[PROBLEM STATEMENT]
If a line contains "the history panel.", it is the last one to write out; begin with the first line of the records and copy each exactly.

[Saved data entries]
· · · ·

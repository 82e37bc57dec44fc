pub(crate) mod session_panel;

/// Container for widget instances mounted by the app.
#[derive(Default)]
pub(crate) struct Widgets {
    /// Present only while the current route shows the history panel.
    pub(crate) session_panel: Option<session_panel::SessionPanelWidget>,
}
use iced::widget::{button, container, scrollable};
use iced::{Background, Border, Color, Shadow, Vector};

use crate::theme::{IcedColorPalette, ThemeProps};

const ROW_RADIUS: f32 = 8.0;
const MENU_RADIUS: f32 = 8.0;
const SELECTED_ALPHA: f32 = 0.12;
const ERROR_ALPHA: f32 = 0.1;

pub(crate) fn thin_scroll_style(
    palette: IcedColorPalette,
) -> impl Fn(&iced::Theme, scrollable::Status) -> scrollable::Style + 'static {
    move |theme, status| {
        let mut style = scrollable::default(theme, status);
        let radius = iced::border::Radius::from(0.0);

        style.vertical_rail.border.radius = radius;
        style.vertical_rail.scroller.border.radius = radius;

        let mut scroller_color = match style.vertical_rail.scroller.background {
            Background::Color(color) => color,
            _ => palette.muted_foreground,
        };
        scroller_color.a = (scroller_color.a * 0.7).min(1.0);
        style.vertical_rail.scroller.background =
            Background::Color(scroller_color);

        style
    }
}

pub(crate) fn panel_style(
    theme: ThemeProps<'_>,
) -> impl Fn(&iced::Theme) -> container::Style + 'static {
    let palette = theme.theme.iced_palette().clone();
    move |_theme: &iced::Theme| container::Style {
        background: Some(palette.panel.into()),
        text_color: Some(palette.foreground),
        border: Border {
            width: 1.0,
            color: palette.border,
            radius: iced::border::Radius::from(0.0),
        },
        ..Default::default()
    }
}

pub(crate) fn separator_style(
    theme: ThemeProps<'_>,
) -> impl Fn(&iced::Theme) -> container::Style + 'static {
    let color = theme.theme.iced_palette().border;
    move |_theme: &iced::Theme| container::Style {
        background: Some(color.into()),
        ..Default::default()
    }
}

pub(crate) fn session_row_style(
    palette: &IcedColorPalette,
    is_selected: bool,
    status: button::Status,
) -> button::Style {
    let (background, text_color) = if is_selected {
        let mut color = palette.cyan;
        color.a = SELECTED_ALPHA;
        (Some(color.into()), palette.bright_foreground)
    } else {
        match status {
            button::Status::Hovered | button::Status::Pressed => {
                (Some(palette.hover.into()), palette.foreground)
            },
            _ => (None, palette.foreground),
        }
    };

    button::Style {
        background,
        text_color,
        border: Border {
            width: 0.0,
            color: Color::TRANSPARENT,
            radius: iced::border::Radius::from(ROW_RADIUS),
        },
        ..Default::default()
    }
}

pub(crate) fn trigger_button_style(
    palette: &IcedColorPalette,
    is_open: bool,
    status: button::Status,
) -> button::Style {
    let text_color = match status {
        _ if is_open => palette.bright_foreground,
        button::Status::Hovered | button::Status::Pressed => {
            palette.bright_foreground
        },
        _ => palette.muted_foreground,
    };

    button::Style {
        background: None,
        text_color,
        border: Border::default(),
        ..Default::default()
    }
}

pub(crate) fn menu_panel_style(
    theme: ThemeProps<'_>,
) -> impl Fn(&iced::Theme) -> container::Style + 'static {
    let palette = theme.theme.iced_palette().clone();
    move |_theme: &iced::Theme| container::Style {
        background: Some(palette.overlay.into()),
        text_color: Some(palette.foreground),
        border: Border {
            width: 1.0,
            color: palette.menu_border,
            radius: iced::border::Radius::new(MENU_RADIUS),
        },
        shadow: Shadow {
            color: Color::from_rgba8(0, 0, 0, 0.4),
            offset: Vector::new(0.0, 4.0),
            blur_radius: 12.0,
        },
        ..Default::default()
    }
}

pub(crate) fn backdrop_style(
    theme: ThemeProps<'_>,
) -> impl Fn(&iced::Theme) -> container::Style + 'static {
    let color = theme.theme.iced_palette().backdrop;
    move |_theme: &iced::Theme| container::Style {
        background: Some(color.into()),
        ..Default::default()
    }
}

pub(crate) fn error_box_style(
    theme: ThemeProps<'_>,
) -> impl Fn(&iced::Theme) -> container::Style + 'static {
    let palette = theme.theme.iced_palette().clone();
    move |_theme: &iced::Theme| {
        let mut background = palette.red;
        background.a = ERROR_ALPHA;
        container::Style {
            background: Some(background.into()),
            text_color: Some(palette.red),
            border: Border {
                width: 0.0,
                color: Color::TRANSPARENT,
                radius: iced::border::Radius::from(ROW_RADIUS),
            },
            ..Default::default()
        }
    }
}

#[cfg(test)]
mod tests {
    use iced::Background;
    use iced::widget::button;

    use super::session_row_style;
    use crate::theme::AppTheme;

    #[test]
    fn given_selected_row_when_building_style_then_highlight_ignores_hover() {
        let theme = AppTheme::default();
        let palette = theme.iced_palette();

        let idle = session_row_style(palette, true, button::Status::Active);
        let hovered = session_row_style(palette, true, button::Status::Hovered);

        assert_eq!(idle.background, hovered.background);
        assert_eq!(idle.text_color, palette.bright_foreground);
    }

    #[test]
    fn given_unselected_row_when_hovered_then_uses_hover_background() {
        let theme = AppTheme::default();
        let palette = theme.iced_palette();

        let style = session_row_style(palette, false, button::Status::Hovered);

        assert_eq!(style.background, Some(Background::Color(palette.hover)));
    }

    #[test]
    fn given_unselected_row_when_idle_then_has_no_background() {
        let theme = AppTheme::default();
        let palette = theme.iced_palette();

        let style = session_row_style(palette, false, button::Status::Active);

        assert!(style.background.is_none());
        assert_eq!(style.text_color, palette.foreground);
    }
}
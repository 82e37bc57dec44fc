pub(crate) mod navigation;
pub(crate) mod session_panel;
pub(crate) mod sessions;
pub(crate) mod window;
use iced::{Point, Size};

use super::event::{SessionPanelEffect, SessionPanelEvent};
use super::model::{ListBody, PanelGeometry};
use super::state::SessionPanelState;
use crate::store::SessionListView;

const DELETE_FAILED_PREFIX: &str = "Could not delete session";

/// Read-only context for session panel reduction.
#[derive(Debug, Clone, Copy)]
pub(crate) struct SessionPanelCtx<'a> {
    pub(crate) list: SessionListView<'a>,
    pub(crate) panel_visible: bool,
    pub(crate) window_size: Size,
    pub(crate) wide_layout: bool,
}

/// Reduce a panel event into state updates and effects for the app.
pub(crate) fn reduce(
    state: &mut SessionPanelState,
    event: SessionPanelEvent,
    ctx: &SessionPanelCtx<'_>,
) -> Vec<SessionPanelEffect> {
    use SessionPanelEffect as E;
    use SessionPanelEvent as Ev;

    let effects = match event {
        Ev::Mounted | Ev::RetryPressed => vec![E::RequestSessions],
        Ev::RowPressed { id } => {
            state.close_menu();
            vec![E::Navigate { id }, E::SetPanelVisible(false)]
        },
        Ev::TriggerPressed { id } => {
            let transition = state.toggle_menu(id);
            log::trace!("session menu trigger pressed: {transition:?}");
            Vec::new()
        },
        Ev::DeletePressed => match state.open_menu_id().cloned() {
            Some(id) => {
                state.close_menu();
                state.clear_notice();
                vec![E::DeleteSession { id }]
            },
            None => Vec::new(),
        },
        Ev::HomePressed => {
            state.close_menu();
            vec![E::SetPanelVisible(false), E::NavigateHome]
        },
        Ev::ExpandPressed => vec![E::SetPanelVisible(true)],
        Ev::CollapsePressed => vec![E::SetPanelVisible(false)],
        Ev::NoticeDismissed => {
            state.clear_notice();
            Vec::new()
        },
        Ev::Scrolled { offset_y } => {
            state.set_scroll_offset(offset_y);
            Vec::new()
        },
        Ev::PointerMoved { position } => {
            state.set_cursor(position);
            Vec::new()
        },
        Ev::PointerPressed => {
            let cursor = state.cursor();
            press_at(state, ctx, cursor)
        },
        Ev::TouchPressed { position } => {
            state.set_cursor(position);
            press_at(state, ctx, position)
        },
        Ev::DeleteFailed { message } => {
            state.set_notice(format!("{DELETE_FAILED_PREFIX}: {message}"));
            Vec::new()
        },
        Ev::LayoutChanged => Vec::new(),
    };

    let panel_visible = requested_visibility(&effects)
        .unwrap_or(ctx.panel_visible);
    let shown = ctx.wide_layout || panel_visible;
    let geometry = PanelGeometry::new(ctx.window_size, ctx.wide_layout);
    state.sync_layout(geometry, ListBody::from_view(ctx.list).rows(), shown);

    effects
}

/// Handle a window press at `point`.
///
/// The menu closes unless a trigger or the menu was hit. In the narrow
/// layout a press on the backdrop, i.e. outside the panel and the menu,
/// hides the panel.
fn press_at(
    state: &mut SessionPanelState,
    ctx: &SessionPanelCtx<'_>,
    point: Point,
) -> Vec<SessionPanelEffect> {
    let on_backdrop = !ctx.wide_layout
        && ctx.panel_visible
        && !state.panel_contains(point)
        && !state.menu_contains(point);

    let transition = state.dismiss_menu_at(point);
    log::trace!("session panel press at {point:?}: {transition:?}");

    if on_backdrop {
        vec![SessionPanelEffect::SetPanelVisible(false)]
    } else {
        Vec::new()
    }
}

/// Visibility the app will apply once `effects` are carried out.
fn requested_visibility(effects: &[SessionPanelEffect]) -> Option<bool> {
    effects.iter().rev().find_map(|effect| match effect {
        SessionPanelEffect::SetPanelVisible(visible) => Some(*visible),
        _ => None,
    })
}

· · · ·

[SOLUTION FOR THIS TASK]
repository 82e37bc57dec44fc
pub(crate) mod session_panel;

/// Container for widget instances mounted by the app.
#[derive(Default)]
pub(crate) struct Widgets {
    /// Present only while the current route shows the history panel.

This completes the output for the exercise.